The Minnesota Timberwolves start their 2014-15 regular season Wednesday night in Memphis against the Grizzlies. The Timberwolves open the home season Thursday night against the Detroit Pistons.
It’s a brand new era for the Timberwolves as they traded away the face of the franchise in the offseason for what they hope is the new man to represent the organization. Kevin Love is gone, and in return the Timberwolves got Andrew Wiggins. There’s a host of other new faces, which includes Zach LaVine, Thaddeus Young, Anthony Bennett and Glenn Robinson III.
How it will it all mesh? What should Timberwolves fans expect? Can this team compete? Those questions will all take time to answer. Minnesota hasn’t been to the playoffs in 10 years, so it’s prompted us with a new era starting this season to look back at some of the top Timberwolves players of all time. Here’s 10, in no particular order.
Pooh Richardson was the first player drafted in the history of the Timberwolves organization. He was point guard and an efficient one at that, averaging about 17 points a game in the 1990-91 season, his best in Minnesota. He spent three years in Minnesota and was also a standout defender.
It’s a slam dunk when you ask a Timberwolves fan who the best player in franchise history is, it’s Kevin Garnett. Drafted out of Farragut Academy High School, fans quickly fell in love with his passion for the game and his leadership. He led the Timberwolves to the Western Conference Finals in the 2003-04 season. It was his best year, where he averaged more than 24 points and 13 rebounds per game. He was a 10-time All-Star and won an MVP award. He could do just about everything, but eventually went to the Boston Celtics and won an NBA title.

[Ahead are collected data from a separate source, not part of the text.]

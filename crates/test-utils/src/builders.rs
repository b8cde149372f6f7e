use chrono::NaiveDateTime;
use serde_json::{Value, json};

use dagflow::dag::WorkflowDefinition;
use dagflow::dependent::{DependentItem, DependentParameters, DependentTaskModel, ProcessInstance};
use dagflow::types::{DependentRelation, ExecutionStatus};

/// Parse `"YYYY-MM-DD HH:MM:SS"`.
pub fn dt(s: &str) -> NaiveDateTime {
    NaiveDateTime::parse_from_str(s, "%Y-%m-%d %H:%M:%S").expect("valid test datetime")
}

/// Builder for `WorkflowDefinition` via its stored JSON form.
#[derive(Debug, Default)]
pub struct WorkflowBuilder {
    tasks: Vec<Value>,
    timeout: Option<u64>,
}

impl WorkflowBuilder {
    pub fn new() -> Self {
        Self::default()
    }

    fn push(mut self, name: &str, kind: &str, params: Value, after: &[&str]) -> Self {
        self.tasks.push(json!({
            "name": name,
            "type": kind,
            "params": params,
            "preTasks": after,
        }));
        self
    }

    pub fn shell(self, name: &str, script: &str, after: &[&str]) -> Self {
        self.push(name, "SHELL", json!({ "rawScript": script }), after)
    }

    pub fn spark(self, name: &str, main_jar: &str, after: &[&str]) -> Self {
        self.push(name, "SPARK", json!({ "mainJar": main_jar }), after)
    }

    pub fn dependent(self, name: &str, params: &DependentParameters, after: &[&str]) -> Self {
        let params = serde_json::to_value(params).expect("dependent params serialise");
        self.push(name, "DEPENDENT", params, after)
    }

    fn task_mut(&mut self, name: &str) -> &mut Value {
        self.tasks
            .iter_mut()
            .find(|t| t["name"] == name)
            .expect("task added before it is modified")
    }

    pub fn forbidden(mut self, name: &str) -> Self {
        self.task_mut(name)["runFlag"] = json!("FORBIDDEN");
        self
    }

    pub fn task_timeout(mut self, name: &str, secs: u64) -> Self {
        self.task_mut(name)["timeout"] = json!(secs);
        self
    }

    pub fn timeout(mut self, secs: u64) -> Self {
        self.timeout = Some(secs);
        self
    }

    pub fn to_json(&self) -> String {
        json!({ "tasks": self.tasks, "timeout": self.timeout }).to_string()
    }

    pub fn build(self) -> WorkflowDefinition {
        WorkflowDefinition::from_json(&self.to_json()).expect("Failed to build valid workflow")
    }
}

/// Builder for `DependentParameters`.
#[derive(Debug, Default)]
pub struct DependentParamsBuilder {
    params: DependentParameters,
}

impl DependentParamsBuilder {
    pub fn new(relation: DependentRelation) -> Self {
        Self {
            params: DependentParameters {
                depend_task_list: Vec::new(),
                relation,
            },
        }
    }

    pub fn group(mut self, relation: DependentRelation, items: Vec<DependentItem>) -> Self {
        self.params.depend_task_list.push(DependentTaskModel {
            depend_item_list: items,
            relation,
        });
        self
    }

    pub fn build(self) -> DependentParameters {
        self.params
    }
}

/// Builder for `ProcessInstance` records seeded into a store.
#[derive(Debug)]
pub struct ProcessInstanceBuilder {
    process: ProcessInstance,
}

impl ProcessInstanceBuilder {
    /// A finished, successful, manual run started at `start`.
    pub fn new(definition_id: i64, start: NaiveDateTime) -> Self {
        Self {
            process: ProcessInstance {
                id: 0,
                definition_id,
                state: ExecutionStatus::Success,
                schedule_time: None,
                start_time: start,
                end_time: Some(start),
                manual: true,
            },
        }
    }

    pub fn state(mut self, state: ExecutionStatus) -> Self {
        self.process.state = state;
        if !state.is_finished() {
            self.process.end_time = None;
        }
        self
    }

    pub fn scheduled_at(mut self, time: NaiveDateTime) -> Self {
        self.process.schedule_time = Some(time);
        self.process.manual = false;
        self
    }

    pub fn ended_at(mut self, time: NaiveDateTime) -> Self {
        self.process.end_time = Some(time);
        self
    }

    pub fn build(self) -> ProcessInstance {
        self.process
    }
}
#![allow(dead_code)]

use std::path::Path;
use std::sync::Arc;
use std::time::Duration;

use dagflow::config::{DependentSettings, ExecutorSettings, WorkerSettings};
use dagflow::context::Stopper;
use dagflow::dependent::ProcessInstanceStore;
use dagflow::exec::{ClusterJobClient, TaskExecutionContext};
use dagflow::task::TaskEnvironment;

pub use dagflow_test_utils::init_tracing;

/// Executor settings with short intervals so tests stay fast.
pub fn fast_executor_settings() -> ExecutorSettings {
    ExecutorSettings {
        log_flush_rows: 2,
        log_flush_interval: Duration::from_millis(50),
        job_poll_interval: Duration::from_millis(20),
        kill_grace_period: Duration::from_millis(200),
    }
}

pub fn fast_dependent_settings() -> DependentSettings {
    DependentSettings {
        poll_interval: Duration::from_millis(20),
        wait_budget: Duration::ZERO,
    }
}

pub fn environment(
    store: Arc<dyn ProcessInstanceStore>,
    jobs: Arc<dyn ClusterJobClient>,
    stopper: Stopper,
) -> TaskEnvironment {
    TaskEnvironment {
        executor: fast_executor_settings(),
        dependent: fast_dependent_settings(),
        use_sudo: false,
        jobs,
        store,
        stopper,
    }
}

pub fn worker_settings(exec_dir: &Path) -> WorkerSettings {
    WorkerSettings {
        exec_base_dir: exec_dir.to_path_buf(),
        ..WorkerSettings::default()
    }
}

pub fn task_context(dir: &Path, name: &str) -> TaskExecutionContext {
    TaskExecutionContext::new(1, 1, name, dir)
}
// src/dependent/mod.rs

//! Dependency evaluation for `DEPENDENT` tasks.
//!
//! - [`model`] holds the stored configuration (items, groups, relations).
//! - [`date_window`] resolves date expressions into `[start, end)` windows.
//! - [`store`] is the process-instance query collaborator plus an in-memory
//!   implementation.
//! - [`execute`] evaluates one group and combines verdicts with AND/OR.

pub mod date_window;
pub mod execute;
pub mod model;
pub mod store;

pub use date_window::{DateInterval, DateValue};
pub use execute::{DependentExecute, depend_result_for_relation};
pub use model::{ALL_TASKS, DependentItem, DependentParameters, DependentTaskModel};
pub use store::{MemoryProcessStore, ProcessInstance, ProcessInstanceStore, TaskInstance};
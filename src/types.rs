use std::fmt;
use std::str::FromStr;

use serde::{Deserialize, Serialize};

/// Exit code reported by a task that completed successfully.
pub const EXIT_CODE_SUCCESS: i32 = 0;
/// Exit code reported by a task that failed (including internal errors).
pub const EXIT_CODE_FAILURE: i32 = -1;
/// Exit code reported by a task that was killed.
pub const EXIT_CODE_KILL: i32 = 137;

/// State of a process instance or task instance as recorded by the store.
#[derive(Debug, Clone, Copy, PartialEq, Eq, Hash, Serialize, Deserialize)]
#[serde(rename_all = "SCREAMING_SNAKE_CASE")]
pub enum ExecutionStatus {
    SubmittedSuccess,
    RunningExecution,
    ReadyPause,
    Pause,
    ReadyStop,
    Stop,
    Failure,
    Success,
    NeedFaultTolerance,
    Kill,
    WaitingThread,
    WaitingDepend,
    DelayExecution,
    ForcedSuccess,
}

impl ExecutionStatus {
    pub fn is_success(self) -> bool {
        matches!(self, ExecutionStatus::Success | ExecutionStatus::ForcedSuccess)
    }

    pub fn is_failure(self) -> bool {
        matches!(
            self,
            ExecutionStatus::Failure | ExecutionStatus::NeedFaultTolerance
        )
    }

    pub fn is_cancel(self) -> bool {
        matches!(
            self,
            ExecutionStatus::Kill | ExecutionStatus::Stop | ExecutionStatus::Pause
        )
    }

    /// Terminal state: no further transition occurs.
    pub fn is_finished(self) -> bool {
        self.is_success() || self.is_failure() || self.is_cancel()
    }

    pub fn is_running(self) -> bool {
        matches!(
            self,
            ExecutionStatus::RunningExecution
                | ExecutionStatus::WaitingDepend
                | ExecutionStatus::DelayExecution
                | ExecutionStatus::SubmittedSuccess
        )
    }
}

/// Kind of node registered in the coordination service.
#[derive(Debug, Clone, Copy, PartialEq, Eq, Hash)]
pub enum NodeType {
    Master,
    Worker,
    DeadServer,
}

impl NodeType {
    /// Prefix used for entries under the dead-server path.
    pub fn prefix(self) -> &'static str {
        match self {
            NodeType::Master => "master",
            NodeType::Worker => "worker",
            NodeType::DeadServer => "dead-server",
        }
    }
}

impl fmt::Display for NodeType {
    fn fmt(&self, f: &mut fmt::Formatter<'_>) -> fmt::Result {
        f.write_str(self.prefix())
    }
}

/// How a list of dependency verdicts is combined.
#[derive(Debug, Clone, Copy, PartialEq, Eq, Serialize, Deserialize, Default)]
#[serde(rename_all = "UPPERCASE")]
pub enum DependentRelation {
    #[default]
    And,
    Or,
}

/// Verdict for a single dependency, a dependency group, or a whole
/// dependent task.
#[derive(Debug, Clone, Copy, PartialEq, Eq, Hash)]
pub enum DependResult {
    Waiting,
    Success,
    Failed,
}

impl DependResult {
    pub fn is_terminal(self) -> bool {
        !matches!(self, DependResult::Waiting)
    }
}

impl fmt::Display for DependResult {
    fn fmt(&self, f: &mut fmt::Formatter<'_>) -> fmt::Result {
        match self {
            DependResult::Waiting => f.write_str("WAITING"),
            DependResult::Success => f.write_str("SUCCESS"),
            DependResult::Failed => f.write_str("FAILED"),
        }
    }
}

/// Time cycle of a dependency item.
#[derive(Debug, Clone, Copy, PartialEq, Eq, Hash, Serialize, Deserialize)]
#[serde(rename_all = "lowercase")]
pub enum CycleType {
    Hour,
    Day,
    Week,
    Month,
}

impl fmt::Display for CycleType {
    fn fmt(&self, f: &mut fmt::Formatter<'_>) -> fmt::Result {
        match self {
            CycleType::Hour => f.write_str("hour"),
            CycleType::Day => f.write_str("day"),
            CycleType::Week => f.write_str("week"),
            CycleType::Month => f.write_str("month"),
        }
    }
}

impl FromStr for CycleType {
    type Err = String;

    fn from_str(s: &str) -> Result<Self, Self::Err> {
        match s.trim().to_lowercase().as_str() {
            "hour" => Ok(CycleType::Hour),
            "day" => Ok(CycleType::Day),
            "week" => Ok(CycleType::Week),
            "month" => Ok(CycleType::Month),
            other => Err(format!(
                "invalid cycle: {other} (expected hour, day, week or month)"
            )),
        }
    }
}

#[cfg(test)]
mod tests {
    use super::*;

    #[test]
    fn finished_states_cover_success_failure_and_cancel() {
        assert!(ExecutionStatus::Success.is_finished());
        assert!(ExecutionStatus::ForcedSuccess.is_finished());
        assert!(ExecutionStatus::NeedFaultTolerance.is_finished());
        assert!(ExecutionStatus::Kill.is_finished());
        assert!(!ExecutionStatus::RunningExecution.is_finished());
        assert!(!ExecutionStatus::WaitingThread.is_finished());
    }

    #[test]
    fn cycle_parses_case_insensitively() {
        assert_eq!("Week".parse::<CycleType>(), Ok(CycleType::Week));
        assert!("year".parse::<CycleType>().is_err());
    }
}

Sam Cassell was only with the Timberwolves for two seasons, but he was the floor general during the team’s 2003-04 run to the Western Conference Finals. He averaged nearly 20 points per game that season and more than seven assists. He was an All-Star in 2004, and had he stayed healthy in the playoffs, the Timberwolves could’ve made the NBA Finals.
There wasn’t a shot he didn’t like, but Latrell Sprewell was the third key piece in the Timberwolves 2003-04 season along with Garnett and Cassell. He averaged nearly 17 points per game that year and shot about 41 percent from the field. Sprewell always seemed to get the shot in the clutch situations. He retired after 2004-05 season.

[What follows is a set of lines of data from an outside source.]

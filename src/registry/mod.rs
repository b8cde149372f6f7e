// src/registry/mod.rs

//! Node registry on top of a hierarchical coordination service.
//!
//! - [`center`] is the coordination-service trait.
//! - [`memory`] is an in-process implementation with sessions, ephemeral
//!   nodes and blocking named mutexes.
//! - [`client`] knows the path layout and exposes the typed operations.
//! - [`heartbeat`] builds, parses and periodically writes heartbeats.
//! - [`monitor`] tracks membership and triggers failover.

pub mod center;
pub mod client;
pub mod heartbeat;
pub mod memory;
pub mod monitor;

pub use center::RegistryCenter;
pub use client::{DeadServerOp, RegistryClient, RegistryLock};
pub use heartbeat::{HeartbeatWriter, ResInfo, Server, build_heartbeat, parse_heartbeat};
pub use memory::MemoryRegistry;
pub use monitor::{FailoverHandler, NodeEvent, NodeMonitor};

Christian Laettner was a player many loved to hate, but his numbers over three years with the Timberwolves can’t be ignored. His rookie season in 1992-93, after winning a national title with Duke and being the No. 3 overall pick, was his best. He averaged more than 18 points and nearly nine rebounds per game.
Despite not playing any defense at all, Isaiah Rider was a dynamic player for the Timberwolves over three seasons. He could score from anywhere and averaged more than 20 points per game during his best season in 1994-95. He’s best known for winning a Slam Dunk contest and for hitting a bizarre three-pointer while falling out of bounds and heaving the shot backwards in a game.

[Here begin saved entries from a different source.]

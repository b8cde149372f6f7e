// src/engine/runner.rs

use std::collections::HashMap;
use std::sync::Arc;
use std::time::Duration;

use chrono::{Local, NaiveDateTime};
use tokio::task::{Id, JoinSet};
use tokio::time::{Instant, sleep_until};
use tracing::{debug, error, info, warn};

use crate::config::WorkerSettings;
use crate::dag::WorkflowDefinition;
use crate::dependent::{MemoryProcessStore, ProcessInstance, TaskInstance};
use crate::engine::core::RunCore;
use crate::engine::{TaskName, TaskOutcome};
use crate::errors::{DagflowError, Result};
use crate::exec::{FileLogSink, LogSink, TaskExecutionContext, TracingLogSink};
use crate::task::{Task, TaskEnvironment, TaskExecutor};
use crate::types::{EXIT_CODE_FAILURE, ExecutionStatus};

/// Result of one workflow run.
#[derive(Debug, Clone, PartialEq, Eq)]
pub struct WorkflowReport {
    pub process_instance_id: i64,
    pub state: ExecutionStatus,
    /// Outcome per task, in topological order.
    pub tasks: Vec<(TaskName, TaskOutcome)>,
}

impl WorkflowReport {
    pub fn is_success(&self) -> bool {
        self.state.is_success()
    }

    pub fn outcome(&self, name: &str) -> Option<TaskOutcome> {
        self.tasks
            .iter()
            .find(|(n, _)| n == name)
            .map(|(_, o)| *o)
    }
}

#[derive(Debug)]
struct RunningTask {
    task_instance_id: i64,
    task: Arc<Task>,
}

/// Runs a workflow definition on this node.
///
/// Ready tasks run concurrently. Every run is recorded as a process instance
/// and every started task as a task instance in the store, so dependent
/// tasks of later runs can observe them.
#[derive(Debug)]
pub struct WorkflowRunner {
    definition: WorkflowDefinition,
    definition_id: i64,
    store: Arc<MemoryProcessStore>,
    env: TaskEnvironment,
    worker: WorkerSettings,
    schedule_time: Option<NaiveDateTime>,
}

impl WorkflowRunner {
    /// The store given here also replaces the one in `env`, so tasks read
    /// the instances this runner records.
    pub fn new(
        definition: WorkflowDefinition,
        definition_id: i64,
        store: Arc<MemoryProcessStore>,
        mut env: TaskEnvironment,
        worker: WorkerSettings,
    ) -> Self {
        env.store = store.clone();
        Self {
            definition,
            definition_id,
            store,
            env,
            worker,
            schedule_time: None,
        }
    }

    /// Record the run as scheduled at `time` rather than manual.
    pub fn with_schedule_time(mut self, time: Option<NaiveDateTime>) -> Self {
        self.schedule_time = time;
        self
    }

    pub async fn run(&self) -> Result<WorkflowReport> {
        let mut core = RunCore::from_definition(&self.definition)?;

        let process_instance_id = self.store.upsert_process(ProcessInstance {
            id: 0,
            definition_id: self.definition_id,
            state: ExecutionStatus::RunningExecution,
            schedule_time: self.schedule_time,
            start_time: now(),
            end_time: None,
            manual: self.schedule_time.is_none(),
        });
        info!(
            definition_id = self.definition_id,
            process_instance_id,
            tasks = self.definition.tasks.len(),
            "workflow run started"
        );

        let deadline = self
            .definition
            .timeout
            .map(|secs| Instant::now() + Duration::from_secs(secs));
        let mut joins: JoinSet<(TaskName, i32)> = JoinSet::new();
        let mut ids: HashMap<Id, TaskName> = HashMap::new();
        let mut running: HashMap<TaskName, RunningTask> = HashMap::new();
        let mut timed_out = false;

        loop {
            for name in core.take_ready() {
                self.launch(&mut core, &mut joins, &mut ids, &mut running, process_instance_id, name);
            }

            if joins.is_empty() {
                break;
            }

            tokio::select! {
                joined = joins.join_next_with_id() => {
                    let (name, code) = match joined {
                        Some(Ok((id, (name, code)))) => {
                            ids.remove(&id);
                            (name, code)
                        }
                        Some(Err(e)) => {
                            let Some(name) = ids.remove(&e.id()) else {
                                error!(error = %e, "unknown task join failure");
                                continue;
                            };
                            error!(task = %name, error = %e, "task panicked or was aborted");
                            (name, EXIT_CODE_FAILURE)
                        }
                        None => break,
                    };
                    if let Some(done) = running.remove(&name) {
                        self.finish_task(&mut core, &name, done.task_instance_id, code);
                    }
                }
                _ = self.env.stopper.stopped(), if !core.is_stopping() => {
                    warn!(process_instance_id, "stop requested; cancelling running tasks");
                    core.stop();
                    cancel_all(&running).await;
                }
                _ = wait_deadline(deadline), if !core.is_stopping() => {
                    warn!(process_instance_id, "workflow timed out; cancelling running tasks");
                    timed_out = true;
                    core.stop();
                    cancel_all(&running).await;
                }
            }
        }

        let state = if timed_out {
            ExecutionStatus::Failure
        } else {
            core.workflow_status()
        };
        self.store
            .set_process_state(process_instance_id, state, Some(now()));
        info!(process_instance_id, state = ?state, "workflow run finished");

        Ok(WorkflowReport {
            process_instance_id,
            state,
            tasks: core.outcomes(),
        })
    }

    fn launch(
        &self,
        core: &mut RunCore,
        joins: &mut JoinSet<(TaskName, i32)>,
        ids: &mut HashMap<Id, TaskName>,
        running: &mut HashMap<TaskName, RunningTask>,
        process_instance_id: i64,
        name: TaskName,
    ) {
        let task_instance_id = self.store.upsert_task(TaskInstance {
            id: 0,
            process_instance_id,
            name: name.clone(),
            state: ExecutionStatus::RunningExecution,
            start_time: now(),
            end_time: None,
        });

        let task = match self.build_task(process_instance_id, task_instance_id, &name) {
            Ok(task) => Arc::new(task),
            Err(e) => {
                error!(task = %name, error = %e, "task could not be prepared");
                self.finish_task(core, &name, task_instance_id, EXIT_CODE_FAILURE);
                return;
            }
        };

        debug!(task = %name, task_instance_id, kind = ?task.task_type(), "launching task");
        let handle = joins.spawn({
            let task = Arc::clone(&task);
            let name = name.clone();
            async move {
                let code = match task.execute().await {
                    Ok(code) => code,
                    Err(e) => {
                        error!(task = %name, error = %e, "task execution failed");
                        EXIT_CODE_FAILURE
                    }
                };
                (name, code)
            }
        });
        ids.insert(handle.id(), name.clone());
        running.insert(
            name,
            RunningTask {
                task_instance_id,
                task,
            },
        );
    }

    fn build_task(
        &self,
        process_instance_id: i64,
        task_instance_id: i64,
        name: &str,
    ) -> Result<Task> {
        let node = self
            .definition
            .task(name)
            .ok_or_else(|| DagflowError::TaskNotFound(name.to_string()))?;
        let params = node.task_params()?;

        let execute_path = self
            .worker
            .exec_base_dir
            .join(self.definition_id.to_string())
            .join(process_instance_id.to_string())
            .join(task_instance_id.to_string());
        let mut ctx = TaskExecutionContext::new(process_instance_id, task_instance_id, name, execute_path)
            .with_tenant(self.worker.tenant.clone())
            .with_timeout(node.timeout.map(Duration::from_secs));
        ctx.schedule_time = self.schedule_time;

        let sink = task_log_sink(&ctx);
        let mut task = Task::new(ctx, params, &self.env, sink);
        task.init()?;
        Ok(task)
    }

    fn finish_task(&self, core: &mut RunCore, name: &str, task_instance_id: i64, code: i32) {
        let outcome = TaskOutcome::from_exit_code(code);
        if let Some(state) = outcome.execution_status() {
            self.store
                .set_task_state(task_instance_id, state, Some(now()));
        }
        info!(task = %name, task_instance_id, exit_code = code, outcome = ?outcome, "task finished");
        core.complete(name, outcome);
    }
}

/// File sink at the attempt's log path, or tracing output when the file
/// cannot be created.
fn task_log_sink(ctx: &TaskExecutionContext) -> Arc<dyn LogSink> {
    match FileLogSink::create(&ctx.log_path) {
        Ok(sink) => Arc::new(sink),
        Err(e) => {
            warn!(task = %ctx.task_name, error = %e, "task log file unavailable; logging to tracing");
            Arc::new(TracingLogSink::new(ctx.task_name.clone()))
        }
    }
}

async fn cancel_all(running: &HashMap<TaskName, RunningTask>) {
    for (name, entry) in running {
        if let Err(e) = entry.task.cancel().await {
            error!(task = %name, error = %e, "failed to cancel task");
        }
    }
}

async fn wait_deadline(deadline: Option<Instant>) {
    match deadline {
        Some(at) => sleep_until(at).await,
        None => std::future::pending().await,
    }
}

fn now() -> NaiveDateTime {
    Local::now().naive_local()
}
// src/task/shell.rs

use tracing::info;

use crate::errors::{DagflowError, Result};
use crate::exec::CommandExecutor;
use crate::task::params::{ShellParameters, TaskParams};
use crate::task::{TaskExecutor, TaskFuture};

/// Runs a raw shell script.
#[derive(Debug)]
pub struct ShellTask {
    params: ShellParameters,
    executor: CommandExecutor,
}

impl ShellTask {
    pub fn new(params: ShellParameters, executor: CommandExecutor) -> Self {
        Self { params, executor }
    }

    pub fn executor(&self) -> &CommandExecutor {
        &self.executor
    }
}

impl TaskExecutor for ShellTask {
    fn init(&mut self) -> Result<()> {
        if self.params.raw_script.trim().is_empty() {
            return Err(DagflowError::ConfigError(format!(
                "shell task '{}' has an empty script",
                self.executor.context().task_name
            )));
        }
        info!(task = %self.executor.context().task_name, "shell task initialised");
        Ok(())
    }

    fn execute(&self) -> TaskFuture<'_, i32> {
        Box::pin(async move {
            let result = self.executor.run(&self.params.raw_script).await?;
            Ok(result.exit_status_code)
        })
    }

    fn cancel(&self) -> TaskFuture<'_, ()> {
        Box::pin(self.executor.cancel_application())
    }

    fn parameters(&self) -> TaskParams {
        TaskParams::Shell(self.params.clone())
    }
}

Sam Mitchell was a fan favorite, largely because he played tough defense and did a lot of little things that usually go unnoticed. He played 10 seasons in Minnesota and averaged more than 14 points per game in the 1990-91 season.
Tom Gugliotta was a volume scorer for the Timberwolves in the mid-1990s and also developed into a rebounder over his career. In four seasons, he became a fan favorite for his defense and hustle. He earned an All-Star selection in the 1996-97 season, where he averaged more than 20 points per game and nearly nine rebounds.
Tony Campbell spent the best part of his career with the Minnesota Timberwolves and scored more than 20 points per game in two of his three seasons here. His best year was the 1989-90 season, where he scored about 23 points per game. He was the all-time leading scorer until being passed by Doug West in 1996.
Whether he wanted to be or not, Kevin Love became the face of the franchise when the Timberwolves drafted him six years ago. He was a dominant player for Minnesota during his time, but never got the franchise to the playoffs. He just finished the best season of his career, averaging 26 points and 12 rebounds per game. He also shot nearly 38 percent from three-point range. But he’s now in Cleveland after an offseason trade.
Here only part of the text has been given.